Measure aims to stop scammers from ripping off Americans through caller ID scheme known as spoofing
U.S. Reps. Grace Meng (D-NY), Joe Barton (R-TX) and Leonard Lance (R-NJ) today reintroduced legislation to combat a widespread telephone scam that continues to defraud millions of Americans, particularly seniors, veterans, immigrants and other vulnerable populations.
The Anti-Spoofing Act of 2015 would target “caller ID spoofing,” a growing scheme in which con artists disguise their phone numbers to make it appear that they’re calling from a government agency, bank, police department, credit card company, pharmacy or hospital. Once unsuspecting recipients answer the call, scammers ask for and often receive the person’s personal or financial information, then use it to commit fraud.
Among the popular spoofing schemes is the Internal Revenue Service scam in which the fraudster displays the real IRS phone number on an individual’s caller ID. The scammer claims to be an IRS employee and threatens arrest unless back taxes are immediately paid with a debit card or wire transfer.

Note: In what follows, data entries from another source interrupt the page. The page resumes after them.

//! Scheduler verification and fairness tracking.
//!
//! This module provides tools to verify that the VOPR scheduler is fair and
//! doesn't starve any nodes or code paths.
//!
//! ## Design
//!
//! Tracks:
//! - Which nodes were runnable but not scheduled (fairness)
//! - How long nodes waited before being scheduled (starvation detection)
//! - Distribution of scheduling decisions across nodes
//! - Progress monotonicity (events always increase)
//!
//! ## Usage
//!
//! ```ignore
//! let mut tracker = SchedulerTracker::new(3); // 3 nodes
//!
//! // Record scheduling decision
//! tracker.record_schedule(0, time_ns, vec![0, 1, 2]); // Node 0 selected, all 3 runnable
//!
//! // Check for violations
//! if let Some(violation) = tracker.check_fairness() {
//!     panic!("Fairness violation: {}", violation);
//! }
//! ```

use serde::{Deserialize, Serialize};

// ============================================================================
// Scheduler Tracking
// ============================================================================

/// Tracks scheduler decisions for fairness and starvation detection.
#[derive(Debug)]
pub struct SchedulerTracker {
    /// Number of nodes being tracked.
    node_count: usize,

    /// How many times each node was scheduled.
    schedule_counts: Vec<u64>,

    /// Last time each node was scheduled (ns).
    last_scheduled_ns: Vec<Option<u64>>,

    /// Total events processed (for progress monotonicity).
    pub total_events: u64,

    /// Maximum starvation window allowed (ns).
    max_starvation_ns: u64,

    /// History of scheduling decisions (for analysis).
    decision_history: Vec<SchedulerDecision>,

    /// Maximum history size (bounded memory).
    pub max_history_size: usize,
}

/// A single scheduler decision.
#[derive(Debug, Clone, Serialize, Deserialize)]
pub struct SchedulerDecision {
    /// Which node was selected.
    pub selected_node: u64,

    /// All runnable nodes at decision time.
    pub runnable_nodes: Vec<u64>,

    /// Simulation time when decision was made (ns).
    pub time_ns: u64,

    /// Event number.
    pub event_id: u64,
}

impl SchedulerTracker {
    /// Creates a new scheduler tracker.
    ///
    /// # Arguments
    ///
    /// * `node_count` - Number of nodes in the simulation
    pub fn new(node_count: usize) -> Self {
        Self {
            node_count,
            schedule_counts: vec![0; node_count],
            last_scheduled_ns: vec![None; node_count],
            total_events: 0,
            max_starvation_ns: 1_000_000_000, // 1 second default
            decision_history: Vec::new(),
            max_history_size: 10_000,
        }
    }

    /// Records a scheduling decision.
    ///
    /// # Arguments
    ///
    /// * `selected_node` - Node that was scheduled
    /// * `time_ns` - Current simulation time
    /// * `runnable_nodes` - All nodes that were runnable
    pub fn record_schedule(&mut self, selected_node: u64, time_ns: u64, runnable_nodes: Vec<u64>) {
        let node_idx = selected_node as usize;
        if node_idx >= self.node_count {
            return; // Invalid node ID
        }

        // Update schedule count
        self.schedule_counts[node_idx] += 1;

        // Update last scheduled time
        self.last_scheduled_ns[node_idx] = Some(time_ns);

        // Increment total events
        self.total_events += 1;

        // Record decision in history
        if self.decision_history.len() < self.max_history_size {
            self.decision_history.push(SchedulerDecision {
                selected_node,
                runnable_nodes,
                time_ns,
                event_id: self.total_events,
            });
        }
    }

    /// Checks for fairness violations.
    ///
    /// Returns a description of the violation if one is detected.
    pub fn check_fairness(&self) -> Option<String> {
        // Check if any node has never been scheduled
        for (node_id, &count) in self.schedule_counts.iter().enumerate() {
            if count == 0 && self.total_events > 100 {
                // Only report if we've run enough events
                return Some(format!("Node {} has never been scheduled", node_id));
            }
        }

        // Check for severe imbalance (one node gets >90% of scheduling)
        if self.total_events > 1000 {
            let max_count = *self.schedule_counts.iter().max().unwrap_or(&0);
            let total = self.schedule_counts.iter().sum::<u64>();

            if total > 0 {
                let max_percentage = (max_count as f64 / total as f64) * 100.0;
                if max_percentage > 90.0 && self.node_count > 1 {
                    return Some(format!(
                        "Severe scheduling imbalance: one node got {:.1}% of scheduling decisions",
                        max_percentage
                    ));
                }
            }
        }

        None
    }

    /// Checks for starvation violations.
    ///
    /// Returns a description of the violation if one is detected.
    pub fn check_starvation(&self, current_time_ns: u64) -> Option<String> {
        for (node_id, last_scheduled) in self.last_scheduled_ns.iter().enumerate() {
            if let Some(last_ns) = last_scheduled {
                let time_since_last = current_time_ns.saturating_sub(*last_ns);
                if time_since_last > self.max_starvation_ns {
                    return Some(format!(
                        "Node {} starved for {} ns (max allowed: {} ns)",
                        node_id, time_since_last, self.max_starvation_ns
                    ));
                }
            }
        }

        None
    }

    /// Returns scheduling statistics.
    pub fn stats(&self) -> SchedulerStats {
        let total_schedules: u64 = self.schedule_counts.iter().sum();

        let percentages: Vec<f64> = if total_schedules > 0 {
            self.schedule_counts
                .iter()
                .map(|&count| (count as f64 / total_schedules as f64) * 100.0)
                .collect()
        } else {
            vec![0.0; self.node_count]
        };

        let min_count = *self.schedule_counts.iter().min().unwrap_or(&0);
        let max_count = *self.schedule_counts.iter().max().unwrap_or(&0);
        let imbalance_ratio = if min_count > 0 {
            max_count as f64 / min_count as f64
        } else {
            f64::INFINITY
        };

        SchedulerStats {
            node_count: self.node_count,
            total_schedules,
            schedule_counts: self.schedule_counts.clone(),
            schedule_percentages: percentages,
            min_schedules: min_count,
            max_schedules: max_count,
            imbalance_ratio,
            total_events: self.total_events,
        }
    }

    /// Returns the scheduling decision history.
    pub fn decision_history(&self) -> &[SchedulerDecision] {
        &self.decision_history
    }

    /// Clears all tracking data.
    pub fn clear(&mut self) {
        self.schedule_counts.fill(0);
        self.last_scheduled_ns.fill(None);
        self.total_events = 0;
        self.decision_history.clear();
    }

    /// Sets the maximum allowed starvation window.
    pub fn set_max_starvation_ns(&mut self, max_ns: u64) {
        self.max_starvation_ns = max_ns;
    }
}

/// Scheduler fairness and starvation statistics.
#[derive(Debug, Clone, Serialize, Deserialize)]
pub struct SchedulerStats {
    /// Number of nodes tracked.
    pub node_count: usize,

    /// Total scheduling decisions made.
    pub total_schedules: u64,

    /// How many times each node was scheduled.
    pub schedule_counts: Vec<u64>,

    /// Percentage of scheduling decisions for each node.
    pub schedule_percentages: Vec<f64>,

    /// Minimum number of times any node was scheduled.
    pub min_schedules: u64,

    /// Maximum number of times any node was scheduled.
    pub max_schedules: u64,

    /// Ratio of max/min schedules (fairness metric).
    pub imbalance_ratio: f64,

    /// Total events processed.
    pub total_events: u64,
}

impl SchedulerStats {
    /// Returns true if scheduling appears fair.
    ///
    /// Fair means:
    /// - All nodes have been scheduled at least once
    /// - Imbalance ratio < 5.0 (no node gets >5x more than another)
    pub fn is_fair(&self) -> bool {
        self.min_schedules > 0 && self.imbalance_ratio < 5.0
    }

    /// Returns a human-readable summary.
    pub fn summary(&self) -> String {
        let mut s = format!(
            "Scheduler Stats ({} nodes, {} total schedules):\n",
            self.node_count, self.total_schedules
        );

        for (node_id, (&count, &pct)) in self
            .schedule_counts
            .iter()
            .zip(&self.schedule_percentages)
            .enumerate()
        {
            s.push_str(&format!(
                "  Node {}: {} schedules ({:.1}%)\n",
                node_id, count, pct
            ));
        }

        s.push_str(&format!(
            "  Imbalance ratio: {:.2} (min: {}, max: {})\n",
            self.imbalance_ratio, self.min_schedules, self.max_schedules
        ));

        s.push_str(&format!("  Fair: {}\n", self.is_fair()));

        s
    }
}

// ============================================================================
// Progress Monotonicity Checker
// ============================================================================

/// Checks that simulation makes forward progress.
#[derive(Debug)]
pub struct ProgressMonitor {
    /// Last event count.
    last_event_count: u64,

    /// Last time (ns).
    last_time_ns: u64,

    /// Number of checks without progress.
    stall_count: u64,

    /// Maximum stalls allowed before reporting violation.
    pub max_stalls: u64,
}

impl ProgressMonitor {
    /// Creates a new progress monitor.
    pub fn new() -> Self {
        Self {
            last_event_count: 0,
            last_time_ns: 0,
            stall_count: 0,
            max_stalls: 1000, // Allow up to 1000 checks without progress
        }
    }

    /// Checks for forward progress.
    ///
    /// Returns true if progress was made, false if stalled.
    pub fn check_progress(&mut self, event_count: u64, time_ns: u64) -> bool {
        let made_progress = event_count > self.last_event_count || time_ns > self.last_time_ns;

        if made_progress {
            self.stall_count = 0;
        } else {
            self.stall_count += 1;
        }

        self.last_event_count = event_count;
        self.last_time_ns = time_ns;

        made_progress
    }

    /// Returns true if simulation appears to be stalled.
    pub fn is_stalled(&self) -> bool {
        self.stall_count >= self.max_stalls
    }

    /// Returns the number of consecutive stalls.
    pub fn stall_count(&self) -> u64 {
        self.stall_count
    }
}

impl Default for ProgressMonitor {
    fn default() -> Self {
        Self::new()
    }
}

// ============================================================================
// Tests
// ============================================================================

#[cfg(test)]
mod tests {
    use super::*;

    #[test]
    fn test_scheduler_tracker_basic() {
        let mut tracker = SchedulerTracker::new(3);

        // Record some scheduling decisions
        tracker.record_schedule(0, 1000, vec![0, 1, 2]);
        tracker.record_schedule(1, 2000, vec![0, 1, 2]);
        tracker.record_schedule(2, 3000, vec![0, 1, 2]);

        let stats = tracker.stats();
        assert_eq!(stats.total_schedules, 3);
        assert_eq!(stats.schedule_counts, vec![1, 1, 1]);
        assert!(stats.is_fair());
    }

    #[test]
    fn test_scheduler_tracker_imbalance() {
        let mut tracker = SchedulerTracker::new(3);

        // Node 0 gets scheduled 90% of the time
        for _ in 0..90 {
            tracker.record_schedule(0, 1000, vec![0, 1, 2]);
        }
        for _ in 0..5 {
            tracker.record_schedule(1, 1000, vec![0, 1, 2]);
        }
        for _ in 0..5 {
            tracker.record_schedule(2, 1000, vec![0, 1, 2]);
        }

        let stats = tracker.stats();
        assert_eq!(stats.total_schedules, 100);
        assert!(!stats.is_fair()); // Imbalance too high
        assert!(stats.imbalance_ratio > 5.0);
    }

    #[test]
    fn test_fairness_violation_detection() {
        let mut tracker = SchedulerTracker::new(3);

        // Only schedule node 0
        for i in 0..200 {
            tracker.record_schedule(0, i * 1000, vec![0, 1, 2]);
        }

        // Should detect fairness violation
        let violation = tracker.check_fairness();
        assert!(violation.is_some());
        assert!(violation.unwrap().contains("never been scheduled"));
    }

    #[test]
    fn test_starvation_detection() {
        let mut tracker = SchedulerTracker::new(3);
        tracker.set_max_starvation_ns(1_000_000); // 1ms

        // Schedule node 0 at t=0
        tracker.record_schedule(0, 0, vec![0, 1]);

        // Check at t=2ms (starved for 2ms)
        let violation = tracker.check_starvation(2_000_000);
        assert!(violation.is_some());
        assert!(violation.unwrap().contains("starved"));
    }

    #[test]
    fn test_progress_monitor_forward_progress() {
        let mut monitor = ProgressMonitor::new();

        // Make progress
        assert!(monitor.check_progress(1, 1000));
        assert!(monitor.check_progress(2, 2000));
        assert!(monitor.check_progress(3, 3000));

        assert!(!monitor.is_stalled());
        assert_eq!(monitor.stall_count(), 0);
    }

    #[test]
    fn test_progress_monitor_stall_detection() {
        let mut monitor = ProgressMonitor::new();
        monitor.max_stalls = 10;

        // Stall for 11 iterations
        for _ in 0..11 {
            monitor.check_progress(0, 0);
        }

        assert!(monitor.is_stalled());
        assert_eq!(monitor.stall_count(), 11);
    }

    #[test]
    fn test_scheduler_stats_summary() {
        let mut tracker = SchedulerTracker::new(2);

        for _ in 0..60 {
            tracker.record_schedule(0, 1000, vec![0, 1]);
        }
        for _ in 0..40 {
            tracker.record_schedule(1, 1000, vec![0, 1]);
        }

        let stats = tracker.stats();
        let summary = stats.summary();

        assert!(summary.contains("Node 0: 60"));
        assert!(summary.contains("Node 1: 40"));
        assert!(summary.contains("60.0%"));
        assert!(summary.contains("40.0%"));
    }

    #[test]
    fn test_decision_history_bounded() {
        let mut tracker = SchedulerTracker::new(2);
        tracker.max_history_size = 100;

        // Record 200 decisions
        for i in 0..200 {
            tracker.record_schedule((i % 2) as u64, i * 1000, vec![0, 1]);
        }

        // Should only keep 100
        assert_eq!(tracker.decision_history().len(), 100);
    }
}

“The problem of caller ID spoofing has gotten out of control,” said Meng, Barton and Lance. “Millions of Americans continue to get ripped off by con artists and scammers who perpetrate this despicable crime, many losing thousands of dollars. It is way past time to reign in this disgraceful practice and this legislation would go a long way towards accomplishing that critical goal. We call on the House and Senate to pass our bill as soon as possible.”
This legislation aims to combat spoofing by strengthening the Truth in Caller ID Act. The measure would:
- Broaden the law to prohibit spoofing by foreigners. Presently, many U.S.-based companies spoof calls to U.S. residents but originate them from outside the United States;
- Broaden the law to include new internet-based Voice over Internet Protocol (VoIP) services that enable callers to make outgoing-only calls from computers and tablets to mobile and landline phones, a practice that has contributed significantly to the spoofing problem; and
- Broaden the law to include text messaging, a spoofing method that fraudsters use with increased regularity.
The House passed the bipartisan Meng/Barton/Lance bill last Congress, but it did not move in the Senate. This legislation is expected to be referred to the House Committee on Energy and Commerce.